Exercise brief
Print every line of the records below exactly as it reads.

Dataset content
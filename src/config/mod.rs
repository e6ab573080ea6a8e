//! Configuration management for the voxchat client
//!
//! Precedence, highest first: CLI flags, then the TOML config file, then
//! built-in defaults. Nothing here persists any state between runs; the
//! config file is read once at startup.

pub mod file;

use std::path::{Path, PathBuf};

use crate::Result;

/// Default agent base URL
pub const DEFAULT_SERVER_URL: &str = "http://localhost:8000";

/// Command-line overrides applied on top of the config file
#[derive(Debug, Default, Clone)]
pub struct Overrides {
    /// Agent base URL
    pub server_url: Option<String>,
    /// Explicit session identifier
    pub session_id: Option<String>,
    /// Local fallback audio file
    pub fallback_audio: Option<PathBuf>,
}

/// Resolved client configuration
#[derive(Debug, Clone)]
pub struct Config {
    /// Base URL of the chat agent
    pub server_url: String,

    /// Explicit session identifier, if any; `None` generates one at startup
    pub session_id: Option<String>,

    /// Local fallback audio file overriding the server asset
    pub fallback_audio: Option<PathBuf>,
}

impl Default for Config {
    fn default() -> Self {
        Self {
            server_url: DEFAULT_SERVER_URL.to_string(),
            session_id: None,
            fallback_audio: None,
        }
    }
}

impl Config {
    /// Load configuration from the default file location with CLI overrides
    ///
    /// # Errors
    ///
    /// Returns error if the config file exists but cannot be parsed
    pub fn load(overrides: Overrides) -> Result<Self> {
        match file::default_path() {
            Some(path) => Self::load_from(&path, overrides),
            None => Ok(Self::merge(file::VoxchatConfigFile::default(), overrides)),
        }
    }

    /// Load configuration from an explicit file path with CLI overrides
    ///
    /// # Errors
    ///
    /// Returns error if the file exists but cannot be parsed
    pub fn load_from(path: &Path, overrides: Overrides) -> Result<Self> {
        let parsed = file::load(path)?;
        Ok(Self::merge(parsed, overrides))
    }

    fn merge(parsed: file::VoxchatConfigFile, overrides: Overrides) -> Self {
        let defaults = Self::default();
        Self {
            server_url: overrides
                .server_url
                .or(parsed.server_url)
                .unwrap_or(defaults.server_url),
            session_id: overrides.session_id.or(parsed.session_id),
            fallback_audio: overrides.fallback_audio.or(parsed.fallback_audio),
        }
    }
}

#[cfg(test)]
mod tests {
    use super::*;

    #[test]
    fn defaults_apply_when_nothing_is_set() {
        let config = Config::merge(file::VoxchatConfigFile::default(), Overrides::default());
        assert_eq!(config.server_url, DEFAULT_SERVER_URL);
        assert!(config.session_id.is_none());
        assert!(config.fallback_audio.is_none());
    }

    #[test]
    fn file_overrides_defaults() {
        let parsed = file::VoxchatConfigFile {
            server_url: Some("http://file:1".to_string()),
            session_id: Some("from-file".to_string()),
            fallback_audio: None,
        };
        let config = Config::merge(parsed, Overrides::default());
        assert_eq!(config.server_url, "http://file:1");
        assert_eq!(config.session_id.as_deref(), Some("from-file"));
    }

    #[test]
    fn cli_overrides_file() {
        let parsed = file::VoxchatConfigFile {
            server_url: Some("http://file:1".to_string()),
            session_id: Some("from-file".to_string()),
            fallback_audio: None,
        };
        let overrides = Overrides {
            server_url: Some("http://cli:2".to_string()),
            session_id: None,
            fallback_audio: Some(PathBuf::from("/tmp/fallback.wav")),
        };
        let config = Config::merge(parsed, overrides);
        assert_eq!(config.server_url, "http://cli:2");
        assert_eq!(config.session_id.as_deref(), Some("from-file"));
        assert_eq!(
            config.fallback_audio.as_deref(),
            Some(Path::new("/tmp/fallback.wav"))
        );
    }

    #[test]
    fn load_from_reads_file_with_precedence() {
        let dir = tempfile::tempdir().unwrap();
        let path = dir.path().join("config.toml");
        std::fs::write(&path, "session_id = \"abc123\"\n").unwrap();

        let config = Config::load_from(&path, Overrides::default()).unwrap();
        assert_eq!(config.session_id.as_deref(), Some("abc123"));
        assert_eq!(config.server_url, DEFAULT_SERVER_URL);
    }
}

Exercise response
filename src/config/mod.rs
repository e6ab573080ea6a8e
//! Configuration management for the voxchat client
//!
//! Precedence, highest first: CLI flags, then the TOML config file, then
//! built-in defaults. Nothing here persists any state between runs; the
//! config file is read once at startup.

pub mod file;

use std::path::{Path, PathBuf};

use crate::Result;

/// Default agent base URL
pub const DEFAULT_SERVER_URL: &str = "http://localhost:8000";

/// Command-line overrides applied on top of the config file
#[derive(Debug, Default, Clone)]
pub struct Overrides {
    /// Agent base URL
    pub server_url: Option<String>,
    /// Explicit session identifier
    pub session_id: Option<String>,
    /// Local fallback audio file
    pub fallback_audio: Option<PathBuf>,
}

/// Resolved client configuration
#[derive(Debug, Clone)]
pub struct Config {
    /// Base URL of the chat agent
    pub server_url: String,

    /// Explicit session identifier, if any; `None` generates one at startup
    pub session_id: Option<String>,

    /// Local fallback audio file overriding the server asset
    pub fallback_audio: Option<PathBuf>,
}

impl Default for Config {
    fn default() -> Self {
        Self {
            server_url: DEFAULT_SERVER_URL.to_string(),
            session_id: None,
            fallback_audio: None,
        }
    }
}

impl Config {
    /// Load configuration from the default file location with CLI overrides
    ///
    /// # Errors
    ///
    /// Returns error if the config file exists but cannot be parsed
    pub fn load(overrides: Overrides) -> Result<Self> {
        match file::default_path() {
            Some(path) => Self::load_from(&path, overrides),
            None => Ok(Self::merge(file::VoxchatConfigFile::default(), overrides)),
        }
    }

    /// Load configuration from an explicit file path with CLI overrides
    ///
    /// # Errors
    ///
    /// Returns error if the file exists but cannot be parsed
    pub fn load_from(path: &Path, overrides: Overrides) -> Result<Self> {
        let parsed = file::load(path)?;
        Ok(Self::merge(parsed, overrides))
    }

    fn merge(parsed: file::VoxchatConfigFile, overrides: Overrides) -> Self {
        let defaults = Self::default();
        Self {
            server_url: overrides
                .server_url
                .or(parsed.server_url)
                .unwrap_or(defaults.server_url),
            session_id: overrides.session_id.or(parsed.session_id),
            fallback_audio: overrides.fallback_audio.or(parsed.fallback_audio),
        }
    }
}

#[cfg(test)]
mod tests {
    use super::*;

    #[test]
    fn defaults_apply_when_nothing_is_set() {
        let config = Config::merge(file::VoxchatConfigFile::default(), Overrides::default());
        assert_eq!(config.server_url, DEFAULT_SERVER_URL);
        assert!(config.session_id.is_none());
        assert!(config.fallback_audio.is_none());
    }

    #[test]
    fn file_overrides_defaults() {
        let parsed = file::VoxchatConfigFile {
            server_url: Some("http://file:1".to_string()),
            session_id: Some("from-file".to_string()),
            fallback_audio: None,
        };
        let config = Config::merge(parsed, Overrides::default());
        assert_eq!(config.server_url, "http://file:1");
        assert_eq!(config.session_id.as_deref(), Some("from-file"));
    }

    #[test]
    fn cli_overrides_file() {
        let parsed = file::VoxchatConfigFile {
            server_url: Some("http://file:1".to_string()),
            session_id: Some("from-file".to_string()),
            fallback_audio: None,
        };
        let overrides = Overrides {
            server_url: Some("http://cli:2".to_string()),
            session_id: None,
            fallback_audio: Some(PathBuf::from("/tmp/fallback.wav")),
        };
        let config = Config::merge(parsed, overrides);
        assert_eq!(config.server_url, "http://cli:2");
        assert_eq!(config.session_id.as_deref(), Some("from-file"));
        assert_eq!(
            config.fallback_audio.as_deref(),
            Some(Path::new("/tmp/fallback.wav"))
        );
    }

    #[test]
    fn load_from_reads_file_with_precedence() {
        let dir = tempfile::tempdir().unwrap();
        let path = dir.path().join("config.toml");
        std::fs::write(&path, "session_id = \"abc123\"\n").unwrap();

        let config = Config::load_from(&path, Overrides::default()).unwrap();
        assert_eq!(config.session_id.as_deref(), Some("abc123"));
        assert_eq!(config.server_url, DEFAULT_SERVER_URL);
    }
}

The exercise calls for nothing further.